(Beginning of Extracted entries)

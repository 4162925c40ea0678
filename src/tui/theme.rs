// SPDX-FileCopyrightText: 2026 Bruno Meilick
// SPDX-License-Identifier: LicenseRef-Matchtally-FreeUse-NoCopy-NoDerivatives
//
// All rights reserved.
//
// This file is part of Matchtally and is proprietary software.
// Unauthorized copying, modification, or distribution is prohibited.

use std::{env, error::Error, fmt};

use ratatui::style::{Color, Modifier, Style};

use crate::model::{Outcome, ThemePreference};

const PALETTE_ENV: &str = "MATCHTALLY_TUI_PALETTE";

#[derive(Debug, Clone, Default)]
pub(crate) struct TuiTheme {
    palette: Option<TuiPalette>,
}

impl TuiTheme {
    /// Picks colors for `preference`; a palette in the environment wins over both presets.
    pub(crate) fn resolve(preference: ThemePreference) -> Result<Self, ThemeError> {
        if let Some(palette) = palette_override_from_env()? {
            return Ok(Self {
                palette: Some(palette),
            });
        }
        Ok(Self::for_preference(preference))
    }

    pub(crate) fn for_preference(preference: ThemePreference) -> Self {
        let palette = match preference {
            ThemePreference::Auto => None,
            ThemePreference::Dark => Some(TuiPalette::dark()),
            ThemePreference::Light => Some(TuiPalette::light()),
        };
        Self { palette }
    }

    pub(crate) fn base_style(&self) -> Style {
        match &self.palette {
            Some(palette) => Style::default().fg(palette.fg).bg(palette.bg),
            None => Style::default(),
        }
    }

    fn ansi_color(&self, color: Ansi16) -> Color {
        match &self.palette {
            Some(palette) => palette.ansi_color(color.idx()),
            None => color.into(),
        }
    }

    pub(crate) fn panel_border_style(&self, focused: bool) -> Style {
        if focused {
            self.base_style().fg(self.ansi_color(Ansi16::BrightGreen))
        } else {
            self.base_style()
        }
    }

    /// The keyboard cursor.
    pub(crate) fn focus_style(&self) -> Style {
        self.base_style()
            .add_modifier(Modifier::REVERSED | Modifier::BOLD)
    }

    /// Items that are part of the current selection.
    pub(crate) fn active_style(&self) -> Style {
        self.base_style()
            .fg(self.ansi_color(Ansi16::Yellow))
            .add_modifier(Modifier::BOLD)
    }

    pub(crate) fn unavailable_style(&self) -> Style {
        self.base_style()
            .fg(self.ansi_color(Ansi16::BrightBlack))
            .add_modifier(Modifier::DIM)
    }

    pub(crate) fn muted_style(&self) -> Style {
        self.base_style().fg(self.ansi_color(Ansi16::BrightBlack))
    }

    pub(crate) fn outcome_style(&self, outcome: Outcome) -> Style {
        let color = match outcome {
            Outcome::Win => Ansi16::Green,
            Outcome::Loss => Ansi16::Red,
            Outcome::Draw => Ansi16::Blue,
        };
        self.base_style().fg(self.ansi_color(color))
    }

    pub(crate) fn toast_style(&self) -> Style {
        self.base_style().fg(self.ansi_color(Ansi16::Cyan))
    }
}

#[derive(Debug, Clone, PartialEq)]
struct TuiPalette {
    fg: Color,
    bg: Color,
    ansi: [Color; 16],
}

impl TuiPalette {
    const CSV_LEN: usize = 18;

    fn dark() -> Self {
        Self {
            fg: Color::Gray,
            bg: Color::Black,
            ansi: Ansi16::ALL.map(Color::from),
        }
    }

    fn light() -> Self {
        let mut ansi = Ansi16::ALL.map(Color::from);
        ansi[Ansi16::Yellow.idx()] = Color::Rgb(0x9a, 0x6a, 0x00);
        ansi[Ansi16::BrightBlack.idx()] = Color::Rgb(0x80, 0x80, 0x80);
        ansi[Ansi16::BrightGreen.idx()] = Color::Rgb(0x1a, 0x7f, 0x37);
        Self {
            fg: Color::Black,
            bg: Color::White,
            ansi,
        }
    }

    fn parse_csv(value: &str) -> Result<Self, String> {
        let parts: Vec<&str> = value.split(',').map(|part| part.trim()).collect();
        if parts.len() != Self::CSV_LEN {
            return Err(format!(
                "expected {} comma-separated colors (fg,bg, then the 16 ansi colors), got {}",
                Self::CSV_LEN,
                parts.len()
            ));
        }

        let fg = parse_palette_color(parts[0])?;
        let bg = parse_palette_color(parts[1])?;

        let mut ansi = [Color::Reset; 16];
        for (idx, part) in parts.iter().skip(2).enumerate() {
            ansi[idx] = parse_palette_color(part)?;
        }

        Ok(Self { fg, bg, ansi })
    }

    fn ansi_color(&self, idx: usize) -> Color {
        self.ansi[idx]
    }
}

fn palette_override_from_env() -> Result<Option<TuiPalette>, ThemeError> {
    let value = match env::var(PALETTE_ENV) {
        Ok(value) => value,
        Err(env::VarError::NotPresent) => return Ok(None),
        Err(env::VarError::NotUnicode(_)) => {
            return Err(ThemeError::InvalidEnv {
                name: PALETTE_ENV.to_owned(),
                value: "<non-unicode>".to_owned(),
            });
        }
    };

    let trimmed = value.trim();
    if trimmed.is_empty() {
        return Ok(None);
    }

    TuiPalette::parse_csv(trimmed)
        .map(Some)
        .map_err(|error| ThemeError::InvalidEnv {
            name: PALETTE_ENV.to_owned(),
            value: format!("{trimmed} ({error})"),
        })
}

fn parse_palette_color(value: &str) -> Result<Color, String> {
    let trimmed = value.trim();
    if trimmed.is_empty() {
        return Err("empty color".to_owned());
    }

    let hex = trimmed
        .strip_prefix('#')
        .or_else(|| trimmed.strip_prefix("0x"))
        .unwrap_or(trimmed);

    if hex.len() != 6 || !hex.chars().all(|ch| ch.is_ascii_hexdigit()) {
        return Err(format!("invalid hex color: {trimmed} (expected #RRGGBB)"));
    }
    let rgb = u32::from_str_radix(hex, 16).map_err(|_| format!("invalid hex color: {trimmed}"))?;
    Ok(Color::Rgb((rgb >> 16) as u8, (rgb >> 8) as u8, rgb as u8))
}

#[derive(Debug, Clone, Copy, PartialEq, Eq)]
enum Ansi16 {
    Black,
    Red,
    Green,
    Yellow,
    Blue,
    Magenta,
    Cyan,
    White,
    BrightBlack,
    BrightRed,
    BrightGreen,
    BrightYellow,
    BrightBlue,
    BrightMagenta,
    BrightCyan,
    BrightWhite,
}

impl Ansi16 {
    const ALL: [Ansi16; 16] = [
        Self::Black,
        Self::Red,
        Self::Green,
        Self::Yellow,
        Self::Blue,
        Self::Magenta,
        Self::Cyan,
        Self::White,
        Self::BrightBlack,
        Self::BrightRed,
        Self::BrightGreen,
        Self::BrightYellow,
        Self::BrightBlue,
        Self::BrightMagenta,
        Self::BrightCyan,
        Self::BrightWhite,
    ];

    const fn idx(self) -> usize {
        self as usize
    }
}

impl From<Ansi16> for Color {
    fn from(value: Ansi16) -> Self {
        match value {
            Ansi16::Black => Color::Black,
            Ansi16::Red => Color::Red,
            Ansi16::Green => Color::Green,
            Ansi16::Yellow => Color::Yellow,
            Ansi16::Blue => Color::Blue,
            Ansi16::Magenta => Color::Magenta,
            Ansi16::Cyan => Color::Cyan,
            Ansi16::White => Color::Gray,
            Ansi16::BrightBlack => Color::DarkGray,
            Ansi16::BrightRed => Color::LightRed,
            Ansi16::BrightGreen => Color::LightGreen,
            Ansi16::BrightYellow => Color::LightYellow,
            Ansi16::BrightBlue => Color::LightBlue,
            Ansi16::BrightMagenta => Color::LightMagenta,
            Ansi16::BrightCyan => Color::LightCyan,
            Ansi16::BrightWhite => Color::White,
        }
    }
}

#[derive(Debug, Clone)]
pub(crate) enum ThemeError {
    InvalidEnv { name: String, value: String },
}

impl fmt::Display for ThemeError {
    fn fmt(&self, f: &mut fmt::Formatter<'_>) -> fmt::Result {
        match self {
            Self::InvalidEnv { name, value } => write!(f, "invalid env {name}={value}"),
        }
    }
}

impl Error for ThemeError {}

#[cfg(test)]
mod tests {
    use ratatui::style::Color;

    use super::{TuiPalette, TuiTheme};
    use crate::model::ThemePreference;

    #[test]
    fn palette_override_parses_valid_csv() {
        let palette = TuiPalette::parse_csv(
            "#111111,#222222,#000000,#ff0000,#00ff00,#ffff00,#0000ff,#ff00ff,#00ffff,#ffffff,#1a1a1a,#ff1111,#11ff11,#ffff11,#1111ff,#ff11ff,#11ffff,#fefefe",
        )
        .expect("palette");

        assert_eq!(palette.fg, Color::Rgb(0x11, 0x11, 0x11));
        assert_eq!(palette.bg, Color::Rgb(0x22, 0x22, 0x22));
        assert_eq!(palette.ansi_color(1), Color::Rgb(0xff, 0, 0));
        assert_eq!(palette.ansi_color(15), Color::Rgb(0xfe, 0xfe, 0xfe));
    }

    #[test]
    fn palette_override_rejects_invalid_csv() {
        let err = TuiPalette::parse_csv("nope").unwrap_err();
        assert!(err.contains("expected"));
        let err = TuiPalette::parse_csv(&["#zzzzzz"; 18].join(",")).unwrap_err();
        assert!(err.contains("invalid hex color"));
    }

    #[test]
    fn presets_follow_preference() {
        assert_eq!(TuiTheme::for_preference(ThemePreference::Auto).base_style().bg, None);
        assert_eq!(
            TuiTheme::for_preference(ThemePreference::Light).base_style().bg,
            Some(Color::White)
        );
        assert_eq!(
            TuiTheme::for_preference(ThemePreference::Dark).base_style().bg,
            Some(Color::Black)
        );
    }
}
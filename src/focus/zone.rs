// SPDX-FileCopyrightText: 2026 Bruno Meilick
// SPDX-License-Identifier: LicenseRef-Matchtally-FreeUse-NoCopy-NoDerivatives
//
// All rights reserved.
//
// This file is part of Matchtally and is proprietary software.
// Unauthorized copying, modification, or distribution is prohibited.

use std::fmt;

/// A focusable region, listed top to bottom.
#[derive(Debug, Clone, Copy, PartialEq, Eq, Hash, PartialOrd, Ord)]
pub enum Zone {
    MatchTypeToggle,
    ParentTypes,
    ChildTypes,
    CharacterToggle,
    RecentCharacters,
    CharacterGrid,
    ClearCharacters,
    Result,
    Save,
}

impl Zone {
    pub const COUNT: usize = 9;

    pub const ORDER: [Zone; Zone::COUNT] = [
        Zone::MatchTypeToggle,
        Zone::ParentTypes,
        Zone::ChildTypes,
        Zone::CharacterToggle,
        Zone::RecentCharacters,
        Zone::CharacterGrid,
        Zone::ClearCharacters,
        Zone::Result,
        Zone::Save,
    ];

    pub fn position(self) -> usize {
        self as usize
    }

    pub fn as_str(self) -> &'static str {
        match self {
            Self::MatchTypeToggle => "match-type-toggle",
            Self::ParentTypes => "parent-types",
            Self::ChildTypes => "child-types",
            Self::CharacterToggle => "character-toggle",
            Self::RecentCharacters => "recent-characters",
            Self::CharacterGrid => "character-grid",
            Self::ClearCharacters => "clear-characters",
            Self::Result => "result",
            Self::Save => "save",
        }
    }

    /// Zones after this one, nearest first.
    pub fn below(self) -> impl Iterator<Item = Zone> {
        Self::ORDER.into_iter().skip(self.position() + 1)
    }

    /// Zones before this one, nearest first.
    pub fn above(self) -> impl Iterator<Item = Zone> {
        Self::ORDER.into_iter().take(self.position()).rev()
    }
}

impl fmt::Display for Zone {
    fn fmt(&self, f: &mut fmt::Formatter<'_>) -> fmt::Result {
        f.write_str(self.as_str())
    }
}

/// The cursor. `zone == None` means defocused; the `last_*` fields survive that.
#[derive(Debug, Clone, Copy, PartialEq, Eq)]
pub struct FocusState {
    pub zone: Option<Zone>,
    pub index: usize,
    pub last_zone: Zone,
    pub last_index: usize,
    pub last_grid_index: usize,
}

impl Default for FocusState {
    fn default() -> Self {
        Self {
            zone: None,
            index: 0,
            last_zone: Zone::ParentTypes,
            last_index: 0,
            last_grid_index: 0,
        }
    }
}

impl FocusState {
    pub fn is_on(&self, zone: Zone, index: usize) -> bool {
        self.zone == Some(zone) && self.index == index
    }
}
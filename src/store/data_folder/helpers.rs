// SPDX-FileCopyrightText: 2026 Bruno Meilick
// SPDX-License-Identifier: LicenseRef-Matchtally-FreeUse-NoCopy-NoDerivatives
//
// All rights reserved.
//
// This file is part of Matchtally and is proprietary software.
// Unauthorized copying, modification, or distribution is prohibited.

/// Data folder filesystem helpers: safe directory creation, atomic writes, removal.
fn ensure_root_dir(root: &Path) -> Result<(), StoreError> {
    // The root itself may be a symlink; only files inside it are checked.
    match fs::metadata(root) {
        Ok(md) if md.is_dir() => Ok(()),
        Ok(_) => Err(StoreError::Io {
            path: root.to_path_buf(),
            source: io::Error::new(io::ErrorKind::AlreadyExists, "expected directory"),
        }),
        Err(err) if err.kind() == io::ErrorKind::NotFound => {
            fs::create_dir_all(root).map_err(|source| StoreError::Io {
                path: root.to_path_buf(),
                source,
            })
        }
        Err(source) => Err(StoreError::Io {
            path: root.to_path_buf(),
            source,
        }),
    }
}

fn rename_overwrite(from: &Path, to: &Path) -> io::Result<()> {
    #[cfg(windows)]
    {
        match fs::rename(from, to) {
            Ok(()) => Ok(()),
            Err(err)
                if matches!(
                    err.kind(),
                    io::ErrorKind::AlreadyExists | io::ErrorKind::PermissionDenied
                ) =>
            {
                let _ = fs::remove_file(to);
                fs::rename(from, to)
            }
            Err(err) => Err(err),
        }
    }

    #[cfg(not(windows))]
    {
        fs::rename(from, to)
    }
}

fn write_atomic(
    root: &Path,
    path: &Path,
    contents: &[u8],
    durability: WriteDurability,
) -> Result<(), StoreError> {
    ensure_root_dir(root)?;

    match fs::symlink_metadata(path) {
        Ok(md) if md.file_type().is_symlink() => {
            return Err(StoreError::SymlinkRefused {
                path: path.to_path_buf(),
            });
        }
        Ok(_) => {}
        Err(err) if err.kind() == io::ErrorKind::NotFound => {}
        Err(source) => {
            return Err(StoreError::Io {
                path: path.to_path_buf(),
                source,
            })
        }
    }

    let Some(parent) = path.parent() else {
        return Err(StoreError::Io {
            path: path.to_path_buf(),
            source: io::Error::other("path has no parent"),
        });
    };

    let Some(file_name) = path.file_name() else {
        return Err(StoreError::Io {
            path: path.to_path_buf(),
            source: io::Error::other("path has no file name"),
        });
    };

    let nanos = SystemTime::now()
        .duration_since(UNIX_EPOCH)
        .unwrap_or_default()
        .as_nanos();
    let tmp_path = parent.join(format!(
        ".matchtally.tmp.{}.{}",
        file_name.to_string_lossy(),
        nanos
    ));

    let mut file = fs::OpenOptions::new()
        .write(true)
        .create_new(true)
        .open(&tmp_path)
        .map_err(|source| StoreError::Io {
            path: tmp_path.clone(),
            source,
        })?;

    if let Err(source) = file.write_all(contents) {
        drop(file);
        let _ = fs::remove_file(&tmp_path);
        return Err(StoreError::Io {
            path: tmp_path,
            source,
        });
    }

    if durability == WriteDurability::Durable {
        file.sync_all().map_err(|source| StoreError::Io {
            path: tmp_path.clone(),
            source,
        })?;
    }
    drop(file);

    if let Err(source) = rename_overwrite(&tmp_path, path) {
        let _ = fs::remove_file(&tmp_path);
        return Err(StoreError::Io {
            path: path.to_path_buf(),
            source,
        });
    }

    if durability == WriteDurability::Durable {
        #[cfg(unix)]
        {
            let dir = fs::File::open(parent).map_err(|source| StoreError::Io {
                path: parent.to_path_buf(),
                source,
            })?;
            dir.sync_all().map_err(|source| StoreError::Io {
                path: parent.to_path_buf(),
                source,
            })?;
        }
    }

    Ok(())
}

fn remove_if_exists(path: &Path) -> Result<(), StoreError> {
    match fs::remove_file(path) {
        Ok(()) => Ok(()),
        Err(err) if err.kind() == io::ErrorKind::NotFound => Ok(()),
        Err(source) => Err(StoreError::Io {
            path: path.to_path_buf(),
            source,
        }),
    }
}
#[rstest]
fn undo_targets_the_saved_match_after_a_newer_import(mut harness: Harness) {
    harness.pick_parent("arcade");
    harness.state.selection.set_result(Some(Outcome::Win));
    harness.sync();
    harness.click(Zone::Save, 0);
    let Activation::Saved(saved) = harness.run(Command::Activate) else {
        panic!("expected save");
    };

    let imported = MatchRecord {
        id: RecordId::new(saved.id.get() + 1000),
        result: Outcome::Loss,
        timestamp: saved.timestamp + Duration::days(1),
        ..saved.clone()
    };
    harness.state.log.merge_sorted(vec![imported.clone()]);
    assert_eq!(harness.state.log.all()[0].id, imported.id);

    assert_eq!(harness.run(Command::UndoLastMatch), Activation::Undone(saved));
    assert_eq!(harness.state.log.len(), 1);
    assert_eq!(harness.state.log.all()[0].id, imported.id);

    // Nothing saved is left to undo; the newest record goes next.
    assert_eq!(harness.run(Command::UndoLastMatch), Activation::Undone(imported));
    assert!(harness.state.log.is_empty());
}

#[rstest]
fn hiding_restricted_characters_keeps_focus_valid(mut harness: Harness) {
    harness.state.ui.characters_expanded = true;
    harness.state.settings.restriction_policy = RestrictionPolicy::Hide;
    harness.sync();
    let tracer = harness.grid_index("tracer");
    harness.click(Zone::CharacterGrid, tracer);

    harness.click(Zone::ParentTypes, 2);
    harness.run(Command::Activate);
    harness.click(Zone::CharacterToggle, 0);
    harness.run(Command::PrimaryMove(Direction::Next));
    let (zone, index) = harness.focus().expect("focused");
    assert_eq!(zone, Zone::CharacterGrid);
    assert!(index < harness.renderer.zone_cardinality(zone));
    assert!(harness.renderer.item_available(zone, index));
    assert!(harness.renderer.refreshes > 1);
}
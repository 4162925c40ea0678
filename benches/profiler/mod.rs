// SPDX-FileCopyrightText: 2026 Bruno Meilick
// SPDX-License-Identifier: LicenseRef-Matchtally-FreeUse-NoCopy-NoDerivatives
//
// All rights reserved.
//
// This file is part of Matchtally and is proprietary software.
// Unauthorized copying, modification, or distribution is prohibited.

use std::str::FromStr;
use std::time::Duration;

use criterion::Criterion;

use pprof::criterion::{Output, PProfProfiler};

fn env_or<T: FromStr>(name: &str, default: T) -> T {
    std::env::var(name)
        .ok()
        .and_then(|raw| raw.trim().parse::<T>().ok())
        .unwrap_or(default)
}

/// Criterion tuned by `BENCH_*` env vars, sampling a flamegraph per benchmark.
pub fn criterion() -> Criterion {
    let frequency = env_or::<i32>("PROFILE_FREQ", 100).clamp(1, 1000);
    let sample_size = env_or::<usize>("BENCH_SAMPLE_SIZE", 100).clamp(10, 500);
    let warmup = Duration::from_millis(env_or::<u64>("BENCH_WARMUP_MS", 1000).clamp(100, 60_000));
    let measurement =
        Duration::from_millis(env_or::<u64>("BENCH_MEASUREMENT_MS", 3000).clamp(500, 120_000));

    Criterion::default()
        .sample_size(sample_size)
        .warm_up_time(warmup)
        .measurement_time(measurement)
        .with_profiler(PProfProfiler::new(frequency, Output::Flamegraph(None)))
}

(End of Extracted entries)

# Assigned task:
Nothing but the lines from the first line of the listing above through the line holding "if let Some(palette)" should be reproduced, and each must match exactly.

# Your solution:
repository 4162925c40ea0678
filename src/tui/theme.rs
// SPDX-FileCopyrightText: 2026 Bruno Meilick
// SPDX-License-Identifier: LicenseRef-Matchtally-FreeUse-NoCopy-NoDerivatives
//
// All rights reserved.
//
// This file is part of Matchtally and is proprietary software.
// Unauthorized copying, modification, or distribution is prohibited.

use std::{env, error::Error, fmt};

use ratatui::style::{Color, Modifier, Style};

use crate::model::{Outcome, ThemePreference};

const PALETTE_ENV: &str = "MATCHTALLY_TUI_PALETTE";

#[derive(Debug, Clone, Default)]
pub(crate) struct TuiTheme {
    palette: Option<TuiPalette>,
}

impl TuiTheme {
    /// Picks colors for `preference`; a palette in the environment wins over both presets.
    pub(crate) fn resolve(preference: ThemePreference) -> Result<Self, ThemeError> {
        if let Some(palette) = palette_override_from_env()? {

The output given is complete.